3

I would like to load wikidata into virtuoso. After days of searching I was unable to find any tutorial or at least somebody that uses virtuoso to sparql query wikidata. I would not like to spend money on a server to load 50G+ data for nothing. Why virtuoso and not blazegraph for instance? Because I'm used to use virtuoso for DBpedia.

FranMercaes
  • 151
  • 1
  • 1
  • 12
  • You load Wikidata as any other RDF dataset into Virtuoso. Or what exactly is the question here? I mean, how to load data is clearly in the Virtuoso docs: http://vos.openlinksw.com/owiki/wiki/VOS/VirtBulkRDFLoader - or do you have any other question? – UninformedUser Jun 26 '19 at 08:37
  • Actually, I am suffering with this now, since I am trying to load `latest-truthy.nt.bz2` and I am getting this error: `File latest-truthy.nt error 42000 RDFGE: RDF box with a geometry RDF type and a non-geometry content` I think I will create a separate question for it – Mohamed Gad-Elrab Jun 26 '19 at 08:48
  • This repo may be a good start: https://github.com/patrickhoefler/wikidata-virtuoso – Mohamed Gad-Elrab Jun 26 '19 at 08:52
  • The repo noted above by @MohamedGad-Elrab is LONG outdated. I suggest you follow up to [this related issue on the Virtuoso project](https://github.com/openlink/virtuoso-opensource/issues/295), or [create your own new issue there](https://github.com/openlink/virtuoso-opensource/issues/). You could also post to the [OpenLink Community Forum](http://community.openlinksw.com/). – TallTed Jun 26 '19 at 20:37

2 Answers2

1

Better late than never, here's a guide that covers the creation and deployment of a Wikidata instance using Virtuoso.

-3

As indicated here and elsewhere, loading Wikidata into Virtuoso should simply be a matter of creating the turtle file (better is to have multiple turtle files) from the download and bulk loading it in. To get decent performance, a number of parameters have to be changed in virtuoso.ini.

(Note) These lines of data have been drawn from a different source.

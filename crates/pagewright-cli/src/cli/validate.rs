//! Workflow document validation command.
//!
//! Parses the file and runs the full structural validator, printing every
//! issue found rather than stopping at the first.

use std::path::Path;

use anyhow::{Context, Result};
use comfy_table::{presets, Cell, Color, ContentArrangement, Table};
use console::style;

use pagewright_core::workflow::validate::{parse_document, DocumentError};

/// Validate a workflow file and report issues.
///
/// # Examples
///
/// ```bash
/// pwright validate workflows/mail-triage.json
/// pwright validate workflows/mail-triage.json --json
/// ```
pub async fn validate_file(file: &Path, json: bool) -> Result<()> {
    let text = tokio::fs::read_to_string(file)
        .await
        .with_context(|| format!("reading {}", file.display()))?;

    match parse_document(&text) {
        Ok(doc) => {
            if json {
                let report = serde_json::json!({
                    "valid": true,
                    "workflow": doc.meta.id,
                    "version": doc.meta.version,
                    "nodes": doc.workflow.nodes.len(),
                });
                println!("{}", serde_json::to_string_pretty(&report)?);
            } else {
                println!();
                println!(
                    "  {} '{}' v{} is valid ({} node{})",
                    style("✓").green().bold(),
                    style(&doc.meta.id).cyan(),
                    doc.meta.version,
                    doc.workflow.nodes.len(),
                    if doc.workflow.nodes.len() == 1 { "" } else { "s" },
                );
                println!();
            }
            Ok(())
        }
        Err(DocumentError::Parse(message)) => {
            if json {
                let report = serde_json::json!({"valid": false, "parseError": message});
                println!("{}", serde_json::to_string_pretty(&report)?);
            } else {
                println!();
                println!("  {} {}", style("✗").red().bold(), message);
                println!();
            }
            std::process::exit(1);
        }
        Err(DocumentError::Invalid(issues)) => {
            if json {
                let report = serde_json::json!({"valid": false, "issues": issues});
                println!("{}", serde_json::to_string_pretty(&report)?);
            } else {
                render_issue_table(&issues);
            }
            std::process::exit(1);
        }
    }
}

fn render_issue_table(issues: &[pagewright_types::error::ValidationIssue]) {
    let mut table = Table::new();
    table.load_preset(presets::UTF8_FULL_CONDENSED);
    table.set_content_arrangement(ContentArrangement::Dynamic);

    table.set_header(vec![
        Cell::new("Code").fg(Color::White),
        Cell::new("Node").fg(Color::White),
        Cell::new("Message").fg(Color::White),
    ]);

    for issue in issues {
        table.add_row(vec![
            Cell::new(&issue.code).fg(Color::Yellow),
            Cell::new(issue.node_id.as_deref().unwrap_or("-")).fg(Color::Cyan),
            Cell::new(&issue.message).fg(Color::White),
        ]);
    }

    println!();
    println!(
        "  {} document failed validation",
        style("✗").red().bold(),
    );
    println!();
    println!("{table}");
    println!();
    println!(
        "  {} issue{}",
        style(issues.len()).bold(),
        if issues.len() == 1 { "" } else { "s" }
    );
    println!();
}
impl<S: ArtifactStore> WorkflowEngine<S> {
    pub fn new(
        browser: DynBrowserProvider,
        cognition: DynCognitionProvider,
        secrets: DynSecretResolver,
        session: DynSessionProvider,
        store: S,
    ) -> Self {
        Self {
            browser,
            cognition,
            secrets,
            session,
            pipeline: MemoryPipeline::new(store),
            cache: SelectorCache::new(),
            cancellations: DashMap::new(),
        }
    }

    /// Replace the selector cache, e.g. to apply a configured reliability
    /// floor before the first run.
    pub fn with_selector_cache(mut self, cache: SelectorCache) -> Self {
        self.cache = cache;
        self
    }

    /// Replace the artifact-store retry schedule with a configured one.
    pub fn with_artifact_retry(mut self, retry_ms: Vec<u64>) -> Self {
        self.pipeline.set_retry_schedule(retry_ms);
        self
    }

    /// The selector cache shared across every run of this engine.
    pub fn selector_cache(&self) -> &SelectorCache {
        &self.cache
    }

    /// Artifact pipeline, for post-run queries.
    pub fn pipeline(&self) -> &MemoryPipeline<S> {
        &self.pipeline
    }

    /// Execution IDs currently in flight.
    pub fn active_runs(&self) -> Vec<Uuid> {
        self.cancellations.iter().map(|entry| *entry.key()).collect()
    }

    /// Request cancellation of a running execution. Returns false when the
    /// execution is unknown or already finished. The run winds down
    /// cooperatively; in-flight artifacts are flushed before it reports
    /// [`RunStatus::Aborted`].
    pub fn abort(&self, execution_id: Uuid) -> bool {
        match self.cancellations.get(&execution_id) {
            Some(entry) => {
                tracing::info!(execution = %execution_id, "abort requested");
                entry.cancel();
                true
            }
            None => false,
        }
    }

    /// Execute one document to completion.
    pub async fn run(
        &self,
        document: &WorkflowDocument,
        initial: HashMap<String, Value>,
    ) -> RunOutcome {
        let execution_id = Uuid::now_v7();
        let started_at = Utc::now();
        let token = CancellationToken::new();
        self.cancellations.insert(execution_id, token.clone());
        tracing::info!(
            workflow = %document.meta.id,
            execution = %execution_id,
            "run started"
        );

        let outcome = self
            .run_inner(document, initial, execution_id, started_at, &token)
            .await;
        self.cancellations.remove(&execution_id);

        tracing::info!(
            workflow = %document.meta.id,
            execution = %execution_id,
            status = %outcome.status,
            nodes = outcome.visited.len(),
            "run finished"
        );
        outcome
    }

    async fn run_inner(
        &self,
        document: &WorkflowDocument,
        initial: HashMap<String, Value>,
        execution_id: Uuid,
        started_at: DateTime<Utc>,
        token: &CancellationToken,
    ) -> RunOutcome {
        let workflow_id = document.meta.id.as_str();
        let ctx = ExecutionContext::with_initial(workflow_id, execution_id, initial);

        let index = WorkflowIndex::build(&document.workflow);
        let entry = index.entry().to_string();
        if !index.contains(&entry) {
            return self.failed_before_start(
                execution_id,
                workflow_id,
                started_at,
                &ctx,
                EngineError::UnknownNode(entry).to_string(),
            );
        }

        // Required credentials must resolve before anything touches a page.
        let injector = CredentialInjector::new(self.secrets.clone(), &document.credentials);
        if let Err(err) = injector.check_required().await {
            return self.failed_before_start(
                execution_id,
                workflow_id,
                started_at,
                &ctx,
                err.to_string(),
            );
        }

        let handle = match self.session.acquire_boxed(execution_id).await {
            Ok(handle) => handle,
            Err(err) => {
                return self.failed_before_start(
                    execution_id,
                    workflow_id,
                    started_at,
                    &ctx,
                    format!("session unavailable: {err}"),
                );
            }
        };
        tracing::debug!(endpoint = %handle.endpoint, "session acquired");

        let resolver = ActionResolver::new(self.browser.clone(), self.cache.clone());
        let runner = NodeRunner {
            index,
            config: &document.config,
            resolver: &resolver,
            injector: &injector,
            browser: &self.browser,
            cognition: &self.cognition,
            pipeline: &self.pipeline,
        };
        let mut state = RunState::new(ctx, token.clone());

        // The whole-run ceiling races the walk. On expiry the token is
        // cancelled and the walk is awaited to completion so in-flight
        // artifact drafts land in the store before the outcome is built.
        let ceiling = document.config.execution_timeout_ms;
        let mut timed_out = false;
        let walked = {
            let walk = walk_graph(&runner, &entry, &mut state);
            tokio::pin!(walk);
            tokio::select! {
                walked = &mut walk => walked,
                _ = tokio::time::sleep(Duration::from_millis(ceiling)) => {
                    tracing::warn!(
                        execution = %execution_id,
                        timeout_ms = ceiling,
                        "execution timeout, cancelling run"
                    );
                    timed_out = true;
                    token.cancel();
                    walk.await
                }
            }
        };

        let (status, error, failed_node) = match walked {
            Ok(()) => (RunStatus::Succeeded, None, None),
            Err(EngineError::Aborted) => {
                let error = if timed_out {
                    EngineError::ExecutionTimeout { timeout_ms: ceiling }.to_string()
                } else {
                    EngineError::Aborted.to_string()
                };
                (RunStatus::Aborted, Some(error), None)
            }
            Err(EngineError::Escalation { node_id, reason }) => {
                (RunStatus::Escalated, Some(reason), Some(node_id))
            }
            Err(EngineError::NodeFailed { node_id, reason }) => {
                (RunStatus::Failed, Some(reason), Some(node_id))
            }
            Err(EngineError::CircuitBreakerTripped { node_id, failures }) => {
                let message =
                    format!("circuit breaker tripped after {failures} consecutive failures");
                (RunStatus::Failed, Some(message), Some(node_id))
            }
            Err(other) => (RunStatus::Failed, Some(other.to_string()), None),
        };

        if status == RunStatus::Aborted {
            if let Err(err) = self.browser.close_boxed().await {
                tracing::warn!(error = %err, "browser close failed during abort");
            }
        }
        if let Err(err) = self.session.release_boxed(execution_id).await {
            tracing::warn!(execution = %execution_id, error = %err, "session release failed");
        }

        RunOutcome {
            execution_id,
            workflow_id: workflow_id.to_string(),
            status,
            error,
            failed_node,
            last_artifact: state.last_artifact,
            visited: state.visited,
            context: state.ctx.snapshot(),
            started_at,
            finished_at: Utc::now(),
        }
    }

    /// Outcome for failures before the walk starts (no nodes visited, no
    /// session held).
    fn failed_before_start(
        &self,
        execution_id: Uuid,
        workflow_id: &str,
        started_at: DateTime<Utc>,
        ctx: &ExecutionContext,
        error: String,
    ) -> RunOutcome {
        tracing::warn!(workflow = workflow_id, error = %error, "run refused");
        RunOutcome {
            execution_id,
            workflow_id: workflow_id.to_string(),
            status: RunStatus::Failed,
            error: Some(error),
            failed_node: None,
            last_artifact: None,
            visited: Vec::new(),
            context: ctx.snapshot(),
            started_at,
            finished_at: Utc::now(),
        }
    }
}

// ---------------------------------------------------------------------------
// Graph walk
// ---------------------------------------------------------------------------

async fn walk_graph<S: ArtifactStore>(
    runner: &NodeRunner<'_, S>,
    entry: &str,
    state: &mut RunState,
) -> Result<(), EngineError> {
    let mut current = Some(entry.to_string());
    while let Some(id) = current {
        let pass = runner.run_node(&id, state).await?;
        current = match pass {
            NodePass::Completed(outcome) => match outcome.status {
                NodeStatus::Succeeded => runner.index.successor(&id).map(str::to_string),
                NodeStatus::Failed => {
                    return Err(EngineError::NodeFailed {
                        node_id: id,
                        reason: outcome
                            .error
                            .unwrap_or_else(|| "node failed".to_string()),
                    });
                }
                NodeStatus::Escalated => {
                    return Err(EngineError::Escalation {
                        node_id: id,
                        reason: outcome
                            .error
                            .unwrap_or_else(|| "human attention required".to_string()),
                    });
                }
            },
            NodePass::Routed { next } => Some(next),
        };
    }
    Ok(())
}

There is a problem loading Wikidata into Virtuoso, however, due to a long-standing bug in Virtuoso having to do with its implementation of geo-coordinates. To get around this requires patching Virtuoso, and is not for the faint of heart.

Here are the instructions on what do to get the open-source version of Virtuoso to load Wikidata. Note that the patching of the geo-coordinate code might cause problems using the resultant KB.

1/ Patch the geo-coordinate literal code, editing virtuoso-opensource/libsrc/Wi/rdfbox.c to comment out two pieces of code that check for non-terrestrial coordinates. Note that this is a bug in Virtuoso and that Wikidata conforms to the specification of this datatype.

/*non-terrestrial cooordinates if (RDF_BOX_GEO_TYPE == type && DV_GEO != box_dtp && DV_LONG_INT != box_dtp) sqlr_new_error ("42000", "RDFGE", "RDF box with a geometry RDF type and a non-geometry content"); */

/*non-terrestrial cooordinates if (type == RDF_BOX_GEO && box_dtp != DV_GEO) sqlr_new_error ("22023", "SR559", "The RDF box of type geometry needs a spatial object as a value, not a value of type %s (%d)", dv_type_title (box_dtp), box_dtp); */

2/ Patch the Turtle loader, editing the end of rdf_rl_lang_id in virtuoso-opensource/libsrc/Wi/ttlpv.sql to look as follows. Note that this is another bug in Virtuoso that is triggered by parallel loading of langstrings with different languages.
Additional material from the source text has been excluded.